Amadeus received its world premiere in Los Angeles on September 6, 1984. It was released by Orion Pictures thirteen days later to widespread critical acclaim and box office success, grossing over $90 million. It was nominated for 53 awards and won 40, including 8 Academy Awards (including Best Picture), four BAFTA Awards, and four Golden Globe Awards (including Best Motion Picture – Drama). Abraham and Hulce were both nominated for the Academy Award for Best Actor, with Abraham winning. In 1998, the American Film Institute ranked it 53rd on its 100 Years... 100 Movies list. In 2019, the film was selected for preservation in the United States National Film Registry by the Library of Congress as being "culturally, historically, or aesthetically significant".

==Plot==

In 1823, aged composer Antonio Salieri attempts suicide and is committed to a psychiatric hospital. He claims that he murdered Wolfgang Amadeus Mozart. Father Vogler, a young Catholic priest, encourages Salieri to confess his sins before God. After Vogler fails to recognize him, Salieri plays three old melodies to jog his memory. Vogler cannot recognize the first two (which Salieri wrote) but is relieved to recognize the third (Eine kleine Nachtmusik) at once. Salieri peevishly reveals that Mozart wrote it.
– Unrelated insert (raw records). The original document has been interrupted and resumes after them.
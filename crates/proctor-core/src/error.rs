//! Engine error taxonomy.
//!
//! Defined in `proctor-core` so both the engine and the collaborator
//! implementations speak the same error language, and callers can classify
//! failures for retry decisions without string matching.

use std::time::Duration;

use thiserror::Error;

/// Errors surfaced by the attempt engine and its collaborators.
#[derive(Debug, Error)]
pub enum EngineError {
    /// Malformed or rejected input. Not retriable; the caller must fix the
    /// request.
    #[error("validation: {0}")]
    Validation(String),

    /// A referenced resource does not exist or is not owned by the expected
    /// parent.
    #[error("{kind} not found: {id}")]
    NotFound { kind: &'static str, id: i64 },

    /// The one-open-attempt constraint was violated, or a concurrent writer
    /// won a race. Retriable by re-resolving the attempt.
    #[error("conflict: {0}")]
    Conflict(String),

    /// A collaborator call exceeded its bounded deadline. Retriable with
    /// backoff.
    #[error("store call timed out after {0:?}")]
    Timeout(Duration),

    /// Anything else. Propagated opaquely, never swallowed.
    #[error(transparent)]
    Internal(#[from] anyhow::Error),
}

impl EngineError {
    /// Shorthand for a missing resource.
    pub fn not_found(kind: &'static str, id: i64) -> Self {
        EngineError::NotFound { kind, id }
    }

    /// Returns `true` if the caller may retry the operation as-is.
    ///
    /// Conflicts resolve by re-reading; timeouts by backing off. Validation
    /// and not-found failures are permanent for the same input.
    pub fn is_retriable(&self) -> bool {
        matches!(self, EngineError::Conflict(_) | EngineError::Timeout(_))
    }
}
Salieri begins his confession by saying he grew up hearing stories about the child prodigy Mozart. In his youth, Salieri was in love with music but was forbidden by his father to study the craft. Salieri proposed that if God made him a famous musician like Mozart, he would give God his faithfulness, chastity, and diligence. Salieri's father soon dies, which he interprets as a sign that God has accepted his vow. By 1774, Salieri became court composer to Holy Roman Emperor Joseph II in Vienna. However, he has enough taste to know that Emperor Joseph has no ear for music, though Salieri prides himself on the popularity of his work.
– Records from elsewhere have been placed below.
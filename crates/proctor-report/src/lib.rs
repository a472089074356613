//! proctor-report — Read-only review paths over finished attempts.
//!
//! The result aggregator ([`summary`]) turns finished attempts into
//! right/wrong summaries; the analysis engine ([`analysis`]) reconstructs
//! per-question and per-option correctness from the answer records. Both
//! take no locks and run against whatever snapshot the store serves.

pub mod analysis;
pub mod summary;

use std::time::Duration;

pub use analysis::{AttemptAnalyzer, OptionAnalysis, OptionView, QuestionVerdict};
pub use summary::{AttemptSummary, ExamResults, ResultSummarizer};

/// Configuration shared by the review paths.
#[derive(Debug, Clone)]
pub struct ReviewConfig {
    /// Deadline applied to every collaborator call.
    pub store_deadline: Duration,
}

impl Default for ReviewConfig {
    fn default() -> Self {
        Self {
            store_deadline: Duration::from_secs(5),
        }
    }
}
use criterion::{black_box, criterion_group, criterion_main, Criterion};

use proctor_core::model::{ChoiceOption, Question, QuestionKind};
use proctor_core::scoring::{score_multi_choice, score_single_choice};

fn make_question(kind: QuestionKind) -> Question {
    Question {
        id: 1,
        exam_id: 1,
        name: "bench".into(),
        kind,
    }
}

fn make_options(total: usize, correct: usize) -> Vec<ChoiceOption> {
    (0..total)
        .map(|i| ChoiceOption {
            id: i as i64,
            question_id: 1,
            content: format!("option {i}"),
            weight: u8::from(i < correct),
        })
        .collect()
}

fn bench_single_choice(c: &mut Criterion) {
    let mut group = c.benchmark_group("score_single_choice");
    let question = make_question(QuestionKind::Single);

    for total in [4usize, 16, 64] {
        let options = make_options(total, 1);
        group.bench_function(format!("options={total}"), |b| {
            b.iter(|| {
                score_single_choice(
                    black_box(&question),
                    black_box(&options),
                    black_box((total - 1) as i64),
                )
            })
        });
    }

    group.finish();
}

fn bench_multi_choice(c: &mut Criterion) {
    let mut group = c.benchmark_group("score_multi_choice");
    let question = make_question(QuestionKind::Multi);

    for (total, correct) in [(4usize, 2usize), (16, 8), (64, 32)] {
        let options = make_options(total, correct);
        let chosen: Vec<i64> = (0..correct as i64).rev().collect();
        group.bench_function(format!("options={total},chosen={correct}"), |b| {
            b.iter(|| {
                score_multi_choice(black_box(&question), black_box(&options), black_box(&chosen))
            })
        });
    }

    group.finish();
}

criterion_group!(benches, bench_single_choice, bench_multi_choice);
criterion_main!(benches);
Salieri understands that Mozart is the better composer but is shocked to discover, upon their first meeting, that Mozart is obscene, immature, and dissolute. He also learns that Mozart never needs to pen a second draft of his music, implying divine inspiration. (Note: The director's cut adds that Mozart slept with one of Salieri's favorite singers, enraging the emotionally possessive Salieri.) Salieri cannot fathom why God would choose a reprobate like Mozart as his earthly instrument. Salieri renounces God and vows to take revenge on him by destroying Mozart.

Mozart's work is ahead of its time, and he struggles to find employment in Vienna. He spends himself into debt, alarming his wife Constanze. (Note: In a deleted scene from the director's cut, Mozart quits his side job tutoring the daughter of a wealthy man after realizing that the man is primarily interested in training his rowdy dogs to be quiet when listening to music. It is implied that Salieri got Mozart the job, knowing that Mozart would hate it.) Salieri and Mozart bond over their shared contempt for Emperor Joseph's lack of taste, but Mozart is unimpressed by Salieri's populist work, which causes Salieri great pain.
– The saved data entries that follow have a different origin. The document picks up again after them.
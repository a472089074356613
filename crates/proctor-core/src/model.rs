//! Core data model types for proctor.
//!
//! These are the fundamental records that the attempt engine, the stores,
//! and the review paths all share: catalog entities (exam, question,
//! option), the per-user attempt, and the append-only answer record.

use std::fmt;
use std::str::FromStr;

use chrono::{DateTime, Utc};
use serde::{Deserialize, Serialize};

/// An exam definition. Owned by catalog administration; read-only here.
#[derive(Debug, Clone, Serialize, Deserialize)]
pub struct Exam {
    /// Unique exam identifier.
    pub id: i64,
    /// Human-readable exam name.
    pub name: String,
    /// Category/type label (e.g. "onboarding").
    pub category: String,
    /// Whether the exam currently accepts submissions.
    pub enabled: bool,
    /// Lifecycle status.
    pub status: ExamStatus,
    /// Optional per-attempt time limit in seconds. `None` means untimed.
    #[serde(default)]
    pub time_limit_secs: Option<u32>,
    /// When the exam was published.
    pub created_at: DateTime<Utc>,
}

/// Exam lifecycle status.
#[derive(Debug, Clone, Copy, PartialEq, Eq, Hash, Serialize, Deserialize)]
#[serde(rename_all = "lowercase")]
pub enum ExamStatus {
    Active,
    Retired,
}

/// Question kind: one correct option, or a correct option set.
#[derive(Debug, Clone, Copy, PartialEq, Eq, Hash, Serialize, Deserialize)]
#[serde(rename_all = "lowercase")]
pub enum QuestionKind {
    Single,
    Multi,
}

impl fmt::Display for QuestionKind {
    fn fmt(&self, f: &mut fmt::Formatter<'_>) -> fmt::Result {
        match self {
            QuestionKind::Single => write!(f, "single"),
            QuestionKind::Multi => write!(f, "multi"),
        }
    }
}

impl FromStr for QuestionKind {
    type Err = String;

    fn from_str(s: &str) -> Result<Self, Self::Err> {
        match s.to_lowercase().as_str() {
            "single" | "single-choice" => Ok(QuestionKind::Single),
            "multi" | "multi-choice" | "multiple" => Ok(QuestionKind::Multi),
            other => Err(format!("unknown question kind: {other}")),
        }
    }
}

/// A question belonging to exactly one exam.
///
/// Questions are ordered by catalog definition, not by attempt page number.
#[derive(Debug, Clone, Serialize, Deserialize)]
pub struct Question {
    /// Unique question identifier.
    pub id: i64,
    /// Owning exam.
    pub exam_id: i64,
    /// Question text.
    pub name: String,
    /// Single- or multi-choice.
    pub kind: QuestionKind,
}

/// An answer option belonging to exactly one question.
#[derive(Debug, Clone, Serialize, Deserialize)]
pub struct ChoiceOption {
    /// Unique option identifier.
    pub id: i64,
    /// Owning question.
    pub question_id: i64,
    /// Option text.
    pub content: String,
    /// Correctness weight: 1 marks the correct option, 0 a distractor.
    /// Weights outside {0, 1} are rejected at catalog load.
    pub weight: u8,
}

impl ChoiceOption {
    /// Whether this option is a correct answer (weight == 1).
    pub fn is_correct(&self) -> bool {
        self.weight == 1
    }
}

/// One in-progress or completed pass of a user through an exam.
///
/// At most one attempt per (user, exam) pair may be open (null
/// `finished_at`) at any time. An attempt becomes immutable once
/// `finished_at` is set.
#[derive(Debug, Clone, Serialize, Deserialize)]
pub struct Attempt {
    /// Unique attempt identifier (monotonic sequence; "most recent" ties
    /// break on this).
    pub id: i64,
    /// The examinee.
    pub user_id: i64,
    /// The exam being taken.
    pub exam_id: i64,
    /// Current page number, 1-based, advances monotonically.
    pub page_no: u32,
    /// Cumulative score.
    pub score: u32,
    /// When the attempt was opened.
    pub started_at: DateTime<Utc>,
    /// Completion timestamp; `None` means in progress.
    pub finished_at: Option<DateTime<Utc>>,
}

impl Attempt {
    /// Whether the attempt has reached its terminal state.
    pub fn is_finished(&self) -> bool {
        self.finished_at.is_some()
    }
}

/// Insert payload for a new attempt.
#[derive(Debug, Clone)]
pub struct NewAttempt {
    pub user_id: i64,
    pub exam_id: i64,
    pub page_no: u32,
    pub score: u32,
    pub started_at: DateTime<Utc>,
}

/// Immutable record of one option selection within an attempt.
///
/// Append-only: re-submissions append records under a fresh `revision`
/// rather than touching history.
#[derive(Debug, Clone, Serialize, Deserialize)]
pub struct AnswerRecord {
    /// Unique record identifier.
    pub id: i64,
    /// Owning attempt.
    pub attempt_id: i64,
    /// The question answered.
    pub question_id: i64,
    /// The option selected.
    pub option_id: i64,
    /// Whether this selection was part of a multi-choice submission.
    pub multi_choice: bool,
    /// Per-option correctness computed at write time.
    pub correct: bool,
    /// Submission generation for this (attempt, question) pair, 1-based.
    pub revision: u32,
    /// When the selection was recorded.
    pub created_at: DateTime<Utc>,
}

/// Insert payload for a new answer record.
#[derive(Debug, Clone)]
pub struct NewAnswerRecord {
    pub attempt_id: i64,
    pub question_id: i64,
    pub option_id: i64,
    pub multi_choice: bool,
    pub correct: bool,
    pub revision: u32,
    pub created_at: DateTime<Utc>,
}

/// What a submission did to the attempt.
#[derive(Debug, Clone, Serialize)]
pub struct SubmissionOutcome {
    /// The attempt after the submission was applied.
    pub attempt: Attempt,
    /// Score contribution of this submission (0 or 1).
    pub delta: u32,
    /// Whether the answer was correct.
    pub correct: bool,
    /// Whether this submission finished the attempt.
    pub finished: bool,
}

#[cfg(test)]
mod tests {
    use super::*;

    #[test]
    fn question_kind_display_and_parse() {
        assert_eq!(QuestionKind::Single.to_string(), "single");
        assert_eq!(QuestionKind::Multi.to_string(), "multi");
        assert_eq!("single".parse::<QuestionKind>().unwrap(), QuestionKind::Single);
        assert_eq!(
            "multi-choice".parse::<QuestionKind>().unwrap(),
            QuestionKind::Multi
        );
        assert_eq!("Multiple".parse::<QuestionKind>().unwrap(), QuestionKind::Multi);
        assert!("essay".parse::<QuestionKind>().is_err());
    }

    #[test]
    fn option_correctness_follows_weight() {
        let opt = ChoiceOption {
            id: 1,
            question_id: 1,
            content: "yes".into(),
            weight: 1,
        };
        assert!(opt.is_correct());
        let opt = ChoiceOption { weight: 0, ..opt };
        assert!(!opt.is_correct());
    }

    #[test]
    fn attempt_finished_tracks_timestamp() {
        let mut attempt = Attempt {
            id: 1,
            user_id: 7,
            exam_id: 3,
            page_no: 1,
            score: 0,
            started_at: Utc::now(),
            finished_at: None,
        };
        assert!(!attempt.is_finished());
        attempt.finished_at = Some(Utc::now());
        assert!(attempt.is_finished());
    }

    #[test]
    fn attempt_serde_roundtrip() {
        let attempt = Attempt {
            id: 42,
            user_id: 7,
            exam_id: 3,
            page_no: 5,
            score: 4,
            started_at: Utc::now(),
            finished_at: None,
        };
        let json = serde_json::to_string(&attempt).unwrap();
        let back: Attempt = serde_json::from_str(&json).unwrap();
        assert_eq!(back.id, 42);
        assert_eq!(back.page_no, 5);
        assert!(back.finished_at.is_none());
    }
}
Mozart boldly adapts the subversive play The Marriage of Figaro into a comedic opera. Salieri rejoices, thinking Mozart's career is ruined, but Mozart stuns Salieri by convincing the Emperor to approve the project. The Emperor, however, finds the opera boring, and it is soon canceled. Eventually, Mozart's father, Leopold, dies. In response to criticisms and his grief, Mozart composes Don Giovanni, a dark, serious opera. Salieri is entranced but vindictively gets that opera canceled, too. Renouncing Vienna's artistic establishment, Mozart agrees to write The Magic Flute for a commoners' theater against Constanze's wishes.

After watching Don Giovanni five times, Salieri realizes that the dead commander who accuses Giovanni of sin represents Mozart's inferiority complex towards his father. Posing as an anonymous patron, in a costume Leopold had worn to a masquerade ball, Salieri persuades the unstable and debt-ridden Mozart to accept a commission for a Requiem Mass. Salieri plans to kill Mozart, claim the Requiem as his own, and premiere it at Mozart's funeral, forcing God to listen as Salieri is acclaimed. Mozart overworks himself, juggling The Magic Flute and the Requiem. Constanze, who wants him to focus on the Requiem but fears his erratic behavior, leaves with their son Karl. Although The Magic Flute is a success, Mozart collapses from exhaustion before he can finish conducting the opera.

Desperate to complete his plan but also desperate for more of Mozart's heavenly music, Salieri begs the bedridden Mozart to keep writing the Requiem. He takes dictation from Mozart throughout the night, during which he comes to terms with Mozart's superior talent. Mozart thanks Salieri for his friendship, and Salieri admits that Mozart is the greatest composer he knows.

Constanze returns around dawn and attempts to kick Salieri out of the apartment, locking the Requiem away before he can steal it. (Note: This refers to a subplot from the director's cut concerning Salieri's bad relationship with Constanze. Salieri had previously encouraged Constanze to offer him sexual favors in exchange for helping Mozart's career. He ultimately decided against it, but nonetheless humiliated Constanze by calling in his attendant to show the partially nude Constanze out. This moment causes Constanze to hate Salieri. When she kicks Salieri out of the apartment at the end of the film, she bitterly remarks that she does not have a servant to evict him.) As Salieri protests, they are shocked to discover that Mozart has died. Due to his debts, Mozart is buried in a pauper's grave.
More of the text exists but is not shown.